Benedict XIII's reign was marked by financial mismanagement. Benedict himself practically vacated the temporal government of Rome and the Papal States, turning this over to Cardinal Niccolò Coscia who nearly bankrupted the State, and which ultimately led to the cardinal's temporary excommunication and imprisonment in the reign of Clement XII. As a result, few major architectural projects were started during Benedict's reign. The most significant projects executed in Rome by Raguzzini during Benedict's reign were the construction of the Ospedale di San Gallicano in Trastevere (1724 – 26), the erection of the church of Santa Maria della Quercia near the Palazzo Spada (1727 – 31) and the systematisation of Piazza Sant'Ignazio (1727 – 35).

The construction of San Maria della Quercia, the church of the butchers' guild (Università dei macellai) of Rome, appears to have been sponsored by Benedict XIII. The church is named for a miraculous image housed at Viterbo in the care of the Dominicans and, as Dominican himself, Benedict seems to have taken a keen interest in the church.
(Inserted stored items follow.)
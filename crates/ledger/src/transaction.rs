//! Transactions and their component records.

use crate::witness::Witness;
use crate::{LedgerError, LedgerResult};
use neo_core::{BinaryWriter, Fixed8, UInt160, UInt256};
use neo_cryptography::hash;
use serde::{Deserialize, Serialize};

const MAX_ATTRIBUTE_DATA: u64 = 65535;

/// The kind of a transaction.
#[derive(Debug, Clone, Copy, PartialEq, Eq, Hash, Serialize, Deserialize)]
#[repr(u8)]
pub enum TransactionType {
    Miner = 0x00,
    Issue = 0x01,
    Claim = 0x02,
    Enrollment = 0x20,
    Register = 0x40,
    Contract = 0x80,
    Publish = 0xd0,
    Invocation = 0xd1,
}

impl TransactionType {
    /// Decodes the wire byte.
    pub fn from_byte(value: u8) -> LedgerResult<Self> {
        match value {
            0x00 => Ok(TransactionType::Miner),
            0x01 => Ok(TransactionType::Issue),
            0x02 => Ok(TransactionType::Claim),
            0x20 => Ok(TransactionType::Enrollment),
            0x40 => Ok(TransactionType::Register),
            0x80 => Ok(TransactionType::Contract),
            0xd0 => Ok(TransactionType::Publish),
            0xd1 => Ok(TransactionType::Invocation),
            other => Err(LedgerError::UnknownValue {
                kind: "transaction type",
                value: other,
            }),
        }
    }
}

/// The usage tag of a transaction attribute.
#[derive(Debug, Clone, Copy, PartialEq, Eq, Hash, Serialize, Deserialize)]
#[repr(u8)]
pub enum AttributeUsage {
    ContractHash = 0x00,
    ECDH02 = 0x02,
    ECDH03 = 0x03,
    Script = 0x20,
    Vote = 0x30,
    DescriptionUrl = 0x81,
    Description = 0x90,
    Hash1 = 0xa1,
    Remark = 0xf0,
}

impl AttributeUsage {
    /// Decodes the wire byte.
    pub fn from_byte(value: u8) -> LedgerResult<Self> {
        match value {
            0x00 => Ok(AttributeUsage::ContractHash),
            0x02 => Ok(AttributeUsage::ECDH02),
            0x03 => Ok(AttributeUsage::ECDH03),
            0x20 => Ok(AttributeUsage::Script),
            0x30 => Ok(AttributeUsage::Vote),
            0x81 => Ok(AttributeUsage::DescriptionUrl),
            0x90 => Ok(AttributeUsage::Description),
            0xa1 => Ok(AttributeUsage::Hash1),
            0xf0 => Ok(AttributeUsage::Remark),
            other => Err(LedgerError::UnknownValue {
                kind: "attribute usage",
                value: other,
            }),
        }
    }
}

/// An auxiliary tagged payload carried by a transaction.
#[derive(Debug, Clone, PartialEq, Eq, Serialize, Deserialize)]
pub struct TransactionAttribute {
    pub usage: AttributeUsage,
    pub data: Vec<u8>,
}

/// A reference to an output of a previous transaction.
#[derive(Debug, Clone, Copy, PartialEq, Eq, Hash, Serialize, Deserialize)]
pub struct TransactionInput {
    /// Hash of the transaction being spent.
    pub prev_hash: UInt256,
    /// Index of the output within that transaction.
    pub prev_index: u16,
}

/// A value sent to a script hash.
#[derive(Debug, Clone, PartialEq, Eq, Serialize, Deserialize)]
pub struct TransactionOutput {
    /// The asset being transferred.
    pub asset_id: UInt256,
    /// The amount transferred.
    pub value: Fixed8,
    /// The receiving script hash.
    pub script_hash: UInt160,
}

/// A ledger transaction.
///
/// Only the fields the VM consumes are modeled; `script` carries the
/// executable payload of Invocation transactions.
#[derive(Debug, Clone, PartialEq, Eq, Serialize, Deserialize)]
pub struct Transaction {
    pub tx_type: TransactionType,
    pub version: u8,
    pub attributes: Vec<TransactionAttribute>,
    pub inputs: Vec<TransactionInput>,
    pub outputs: Vec<TransactionOutput>,
    /// Invocation payload; empty for other transaction types.
    pub script: Vec<u8>,
    /// Witnesses authenticating this transaction.
    pub scripts: Vec<Witness>,
}

impl Transaction {
    /// Creates a transaction with no attributes, inputs, outputs or
    /// witnesses.
    pub fn new(tx_type: TransactionType) -> Self {
        Self {
            tx_type,
            version: 0,
            attributes: Vec::new(),
            inputs: Vec::new(),
            outputs: Vec::new(),
            script: Vec::new(),
            scripts: Vec::new(),
        }
    }

    /// The canonical unsigned encoding: the bytes that witnesses sign.
    pub fn message(&self) -> Vec<u8> {
        let mut w = BinaryWriter::new();
        w.write_u8(self.tx_type as u8);
        w.write_u8(self.version);
        if self.tx_type == TransactionType::Invocation {
            w.write_var_bytes(&self.script);
        }
        w.write_var_int(self.attributes.len() as u64);
        for attribute in &self.attributes {
            w.write_u8(attribute.usage as u8);
            debug_assert!(attribute.data.len() as u64 <= MAX_ATTRIBUTE_DATA);
            w.write_var_bytes(&attribute.data);
        }
        w.write_var_int(self.inputs.len() as u64);
        for input in &self.inputs {
            w.write_bytes(input.prev_hash.as_bytes());
            w.write_u16(input.prev_index);
        }
        w.write_var_int(self.outputs.len() as u64);
        for output in &self.outputs {
            w.write_bytes(output.asset_id.as_bytes());
            w.write_i64(output.value.raw());
            w.write_bytes(output.script_hash.as_bytes());
        }
        w.into_bytes()
    }

    /// The transaction hash: hash256 of the unsigned encoding.
    pub fn hash(&self) -> UInt256 {
        UInt256::from(hash::hash256(&self.message()))
    }

    /// The script hashes authenticated by this transaction's witnesses.
    pub fn witness_hashes(&self) -> Vec<UInt160> {
        self.scripts.iter().map(Witness::script_hash).collect()
    }
}

#[cfg(test)]
mod tests {
    use super::*;

    fn sample() -> Transaction {
        let mut tx = Transaction::new(TransactionType::Contract);
        tx.inputs.push(TransactionInput {
            prev_hash: UInt256::from([7u8; 32]),
            prev_index: 2,
        });
        tx.outputs.push(TransactionOutput {
            asset_id: UInt256::from([9u8; 32]),
            value: Fixed8::from_int(10).unwrap(),
            script_hash: UInt160::from([3u8; 20]),
        });
        tx
    }

    #[test]
    fn hash_is_stable_and_ignores_witnesses() {
        let mut tx = sample();
        let before = tx.hash();
        tx.scripts.push(Witness::new(vec![1], vec![2]));
        assert_eq!(tx.hash(), before);
    }

    #[test]
    fn invocation_script_is_signed() {
        let mut tx = Transaction::new(TransactionType::Invocation);
        let empty = tx.hash();
        tx.script = vec![0x61];
        assert_ne!(tx.hash(), empty);
    }

    #[test]
    fn witness_hashes_follow_witnesses() {
        let mut tx = sample();
        assert!(tx.witness_hashes().is_empty());
        let witness = Witness::new(vec![], vec![0x51]);
        let expected = witness.script_hash();
        tx.scripts.push(witness);
        assert_eq!(tx.witness_hashes(), vec![expected]);
    }

    #[test]
    fn type_bytes_round_trip() {
        for t in [
            TransactionType::Miner,
            TransactionType::Issue,
            TransactionType::Claim,
            TransactionType::Enrollment,
            TransactionType::Register,
            TransactionType::Contract,
            TransactionType::Publish,
            TransactionType::Invocation,
        ] {
            assert_eq!(TransactionType::from_byte(t as u8).unwrap(), t);
        }
        assert!(TransactionType::from_byte(0x77).is_err());
    }
}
Although renovated, this church is a masterpiece of the style of the 1720s – 1730s and is one of the few early 18th century churches in Rome built from the ground up and designed by a single person.

Piazza Sant'Ignazio, surrounded by an ensemble of five residential buildings for the growing administration class of the city, is characterised by its complex interplay of ovoid shapes and the ingenious theatre-wing like construction. People walking from the nearby Piazza di Pietra find themselves suddenly emerging in Piazza S. Ignazio into a confrontation with the church, as if they had stumbled in from offstage. Although the decorative effect of the buildings is an important component of their overall effect, the ensemble signifies a significant departure from the typical operative logic of the anteposed piazza. Raguzzini subtly undermines the supremacy of the church in the church/piazza relationship typical of Counter-Reformation urban planning, and invests the space of the piazza itself with considerable energy and intrigue: in this way, the church has become a pendant to the piazza, rather than the reason for the piazza's existence.

Raguzzini's other projects at this time were small commissions, including the renovation of the chapels of the Presepio in the baptistery of San Domenico and the chapel of the Crucifix in the Dominican church of Santa Maria sopra Minerva (1724–1726); the restoration of the church and convent of San Sisto Vecchio near the Baths of Caracalla (completed 1727); minor works in the Sistine Chapel of Santa Maria Maggiore (1725), in San Giovanni in Laterano (1726) and in S. Pietro in Vaticano (1726); the restoration of the high altar in San Simeone Profeta (1724); the enlargement of the convent annexed to Santa Maria in Campitelli (1724) and many others. Outside Rome, Raguzzini was responsible for the building of the Casino Lercari in Albano.

When Benedict his patron died in 1730, Raguzzini's fortunes took a turn for the worse, when the coterie of Beneventans brought to Rome by the pope were purged. According to the testimony of Pier Leone Ghezzi, Raguzzini was arrested in the piazza di Trevi on 4 September 1731 and held under house arrest as part of this purge. Although subsequently stripped of many of his official positions, Raguzzini regained many of them through legal action. He was named a virtuoso of the Congregazione al Pantheon in September 1749, which appears to indicate a measure of official rehabilitation. His output from the mid-1730s onward is very small, although his name is frequently encountered in official processes of the Tribunale delle strade. He died in Rome.